The software we are looking at for this test case is Zemax OpticStudio. This is high-end engineering software for optical, illumination, and laser systems design running on Windows. Testing was done as a courtesy for a prospective customer with cooperation from the software vendor, Zemax. The program test version was Zemax OpticStudio14 Sp1.
The performance metric is “million ray-surfaces per second” using the Zemax sample system “Double Gauss 28 degree field” which is their standard benchmark job run. The job has relatively short run time of less than a minute but it did show the thread scaling that we were most interested in. The software is designed to take advantage of up to 64 process threads.
The test system was a Puget Peak Quad Xeon Tower
- 4 x Intel Xeon E5-4624Lv2 (1.9GHz) TEN CORE
- 16 x 4GB DDR3-1600 REG ECC memory
- …
- Windows Server 2008R2
Note: this is a testbench system using quad socket Ivy Bridge engineering sample CPU’s. We normally configure our Quad Xeon systems with higher clocked CPU’s.
Our biggest open question when we started the testing was –how well will the code scale on the 40-cores of the test system? Turns out going from 10-cores to 20-cores gave nearly perfect linear scaling, essentially doubling the performance, and going from 10 to 40 cores gave a speedup of 3.7 over the 10-core performance, which is still very good scaling. We expect the “sweet spot” for thread scaling to be at 32-cores. Couple that with a higher CPU clock and you have the basis for our recommended optimal system for this application.
Performance results, “Double Gauss 28 degree field”
* The baseline reference was the customers dual Xeon system, E5640 @2.66GHz (8 total cores)
** Based on the scaling and performance we can make a good prediction about our recommended system for this application — 4 x Intel Xeon E5-4627v2 (3.3GHz) EIGHT CORE. The typical job times for the customer we were doing this testing for were over an hour so we are confident that considering a higher clocked processor for optimal individual thread performance and lower core count for optimal thread scaling would be the best overall system recommendation.

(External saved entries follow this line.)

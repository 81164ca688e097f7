//! Palette collection for automatic colormap selection.
//!
//! This module provides the [`Palette`] handle plus a set of ocean-science
//! color ramps inspired by the cmocean collection, built on `colorgrad`
//! gradients.

pub mod diverging;
pub mod sequential;

use std::fmt;
use std::sync::Arc;

use colorgrad::{Color, CustomGradient, Gradient};

// Re-export commonly used palettes
pub use diverging::{balance, curl, delta, diff, tarn, topo};
pub use sequential::{amp, deep, dense, haline, matter, rain, speed, tempo, thermal, viridis};

/// A named, shared color ramp.
///
/// A `Palette` is a cheap handle: clones share the underlying gradient.
/// Identity is the name, so two palettes compare equal iff their names do.
/// The gradient itself is opaque beyond color sampling.
#[derive(Clone)]
pub struct Palette {
    name: Arc<str>,
    gradient: Arc<Gradient>,
}

impl Palette {
    /// Wrap a gradient under the given name
    pub fn new(name: impl Into<Arc<str>>, gradient: Gradient) -> Self {
        Self {
            name: name.into(),
            gradient: Arc::new(gradient),
        }
    }

    /// The palette name
    pub fn name(&self) -> &str {
        &self.name
    }

    /// The underlying gradient
    pub fn gradient(&self) -> &Gradient {
        &self.gradient
    }

    /// Sample the ramp at a position in [0.0, 1.0]
    pub fn at(&self, t: f64) -> Color {
        self.gradient.at(t)
    }

    /// Map a value to an RGBA color given the data range.
    ///
    /// Values outside the range clamp to the ramp ends; a degenerate range
    /// maps everything to the ramp midpoint.
    pub fn rgba8(&self, value: f32, min: f32, max: f32) -> [u8; 4] {
        let normalized = if max > min {
            ((value - min) / (max - min)).clamp(0.0, 1.0)
        } else {
            0.5
        };
        self.gradient.at(normalized as f64).to_rgba8()
    }
}

impl PartialEq for Palette {
    fn eq(&self, other: &Self) -> bool {
        self.name == other.name
    }
}

impl Eq for Palette {}

impl fmt::Debug for Palette {
    fn fmt(&self, f: &mut fmt::Formatter<'_>) -> fmt::Result {
        f.debug_tuple("Palette").field(&self.name).finish()
    }
}

impl fmt::Display for Palette {
    fn fmt(&self, f: &mut fmt::Formatter<'_>) -> fmt::Result {
        f.write_str(&self.name)
    }
}

/// Build a palette from evenly spaced RGB stops.
pub(crate) fn ramp(name: &'static str, stops: &[[u8; 3]]) -> Palette {
    let colors: Vec<Color> = stops
        .iter()
        .map(|&[r, g, b]| Color::from_rgba8(r, g, b, 255))
        .collect();
    let gradient = CustomGradient::new()
        .colors(&colors)
        .build()
        .expect("built-in palette stops are valid");
    Palette::new(name, gradient)
}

Performance is predicted by considering the difference in scaling at 20 and 40 cores obtained from the test system [observed performance * thread scale factor * clock scale factor]

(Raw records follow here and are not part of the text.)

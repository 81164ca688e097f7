//! Variable classification.
//!
//! Maps a variable's name and string-valued attributes to a semantic
//! category by searching an ordered pattern table. The table order defines
//! priority: the first pattern that matches wins and later entries are never
//! consulted. Failing to match is a normal outcome, not an error.

use std::collections::HashMap;
use std::fmt;

use regex::Regex;
use serde::{Deserialize, Serialize};
use tracing::{debug, info};

use crate::dataset::AttributeValue;

/// A short label classifying a variable's physical quantity.
///
/// The built-in set covers common ocean-model quantities (`temp`, `salt`,
/// `vel`, ...), but the set is open: scoped overrides may introduce new
/// categories at runtime. "Unclassified" is represented by `None` in an
/// `Option<Category>`, never by a reserved tag value.
#[derive(Debug, Clone, PartialEq, Eq, Hash, PartialOrd, Ord, Serialize, Deserialize)]
#[serde(transparent)]
pub struct Category(String);

impl Category {
    /// Create a category tag
    pub fn new(tag: impl Into<String>) -> Self {
        Self(tag.into())
    }

    /// The tag as a string slice
    pub fn as_str(&self) -> &str {
        &self.0
    }
}

impl From<&str> for Category {
    fn from(tag: &str) -> Self {
        Self(tag.to_string())
    }
}

impl From<String> for Category {
    fn from(tag: String) -> Self {
        Self(tag)
    }
}

impl fmt::Display for Category {
    fn fmt(&self, f: &mut fmt::Formatter<'_>) -> fmt::Result {
        f.write_str(&self.0)
    }
}

/// One entry of the ordered pattern table.
#[derive(Debug, Clone)]
pub struct PatternEntry {
    /// The category this pattern selects
    pub category: Category,
    /// Regex searched (not anchored) against names and attribute values
    pub pattern: Regex,
}

impl PatternEntry {
    pub fn new(category: impl Into<Category>, pattern: Regex) -> Self {
        Self {
            category: category.into(),
            pattern,
        }
    }
}

/// Classify a variable against an ordered pattern table.
///
/// For each entry, the variable name (lowercased, when present) is searched
/// first, then each string-valued attribute as-is. Non-string attributes are
/// skipped silently. Patterns themselves stay case-sensitive, so a pattern
/// with an uppercase literal (e.g. `Celsius`) can only ever match attribute
/// values.
pub(crate) fn match_category(
    patterns: &[PatternEntry],
    name: Option<&str>,
    attributes: &HashMap<String, AttributeValue>,
) -> Option<Category> {
    let lowered = name.map(str::to_lowercase);

    for entry in patterns {
        if let Some(lowered) = lowered.as_deref() {
            if entry.pattern.is_match(lowered) {
                debug!(
                    category = entry.category.as_str(),
                    pattern = entry.pattern.as_str(),
                    text = lowered,
                    "pattern matched variable name"
                );
                return Some(entry.category.clone());
            }
        }
        for (attr, value) in attributes {
            if let AttributeValue::Text(text) = value {
                if entry.pattern.is_match(text) {
                    debug!(
                        category = entry.category.as_str(),
                        pattern = entry.pattern.as_str(),
                        attribute = attr.as_str(),
                        text = text.as_str(),
                        "pattern matched attribute value"
                    );
                    return Some(entry.category.clone());
                }
            }
        }
    }

    info!(name = name.unwrap_or("<unnamed>"), "no category pattern matched");
    None
}

#[cfg(test)]
mod tests {
    use super::*;

    fn entry(tag: &str, pattern: &str) -> PatternEntry {
        PatternEntry::new(tag, Regex::new(pattern).unwrap())
    }

    fn text_attrs(pairs: &[(&str, &str)]) -> HashMap<String, AttributeValue> {
        pairs
            .iter()
            .map(|(k, v)| (k.to_string(), AttributeValue::Text(v.to_string())))
            .collect()
    }

    #[test]
    fn test_first_match_wins() {
        // Both patterns match "sea_water_speed"; table order decides.
        let table = vec![entry("vel", "speed|velocity"), entry("energy", "speed")];
        let got = match_category(&table, Some("sea_water_speed"), &HashMap::new());
        assert_eq!(got, Some(Category::new("vel")));

        let reversed = vec![entry("energy", "speed"), entry("vel", "speed|velocity")];
        let got = match_category(&reversed, Some("sea_water_speed"), &HashMap::new());
        assert_eq!(got, Some(Category::new("energy")));
    }

    #[test]
    fn test_name_is_lowercased_before_matching() {
        let table = vec![entry("temp", "temp|Celsius")];
        // "TEMPERATURE" only matches because the name is lowercased first.
        let got = match_category(&table, Some("TEMPERATURE"), &HashMap::new());
        assert_eq!(got, Some(Category::new("temp")));

        // An uppercase literal in the pattern can never match a name.
        let got = match_category(&table, Some("degrees Celsius"), &HashMap::new());
        assert_eq!(got, None);
    }

    #[test]
    fn test_attribute_values_matched_verbatim() {
        let table = vec![entry("temp", "temp|Celsius")];
        let attrs = text_attrs(&[("units", "Celsius")]);
        let got = match_category(&table, None, &attrs);
        assert_eq!(got, Some(Category::new("temp")));
    }

    #[test]
    fn test_non_string_attributes_skipped() {
        let table = vec![entry("freq2", "1/s\\^2")];
        let mut attrs = text_attrs(&[("units", "1/s^2")]);
        attrs.insert("scale_factor".to_string(), AttributeValue::Number(2.0));
        attrs.insert(
            "valid_range".to_string(),
            AttributeValue::NumberArray(vec![0.0, 1.0]),
        );
        let got = match_category(&table, None, &attrs);
        assert_eq!(got, Some(Category::new("freq2")));
    }

    #[test]
    fn test_absent_name_and_empty_attributes() {
        let table = vec![entry("temp", "temp")];
        assert_eq!(match_category(&table, None, &HashMap::new()), None);
    }

    #[test]
    fn test_no_match_returns_none() {
        let table = vec![entry("temp", "temp"), entry("salt", "salt|psu")];
        let got = match_category(&table, Some("foo"), &HashMap::new());
        assert_eq!(got, None);
    }
}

508* (32/40.0)*(3.3/1.9) ans = 705.85 272* (32/20.0)*(3.3/1.9) ans = 755.87
Thus the recommended quad 8-core 3.3GHz system is predicted to achieve performance between 706 and 756 million ray-surfaces per second.
Our test numbers were enthusiastically received by the Zemax team and we were told that these were the best performance numbers they have seen reported for their software!
A quad socket, high core count, high CPU clock, Xeon Ivy Bridge based box is going to be hard to beat for a compute intensive, multithreaded SMP application with good thread scaling. The improvements Intel has made in the Ivy Bridge version of their 4600v2 series Xeon processors make it a formidable single box compute platform. A few years ago I would not have recommended a quad socket system except in unusual circumstances. I have done some other testing with our testbench quad Xeon system and have been pleasantly surprised that memory contention, processor affinity, and poor thread scheduling problems have mostly disappeared. In general a quad socket system will cost more than multiple dual socket systems but if you are restricted to running your jobs on a single box the performance is impressive!
Happy computing –dbk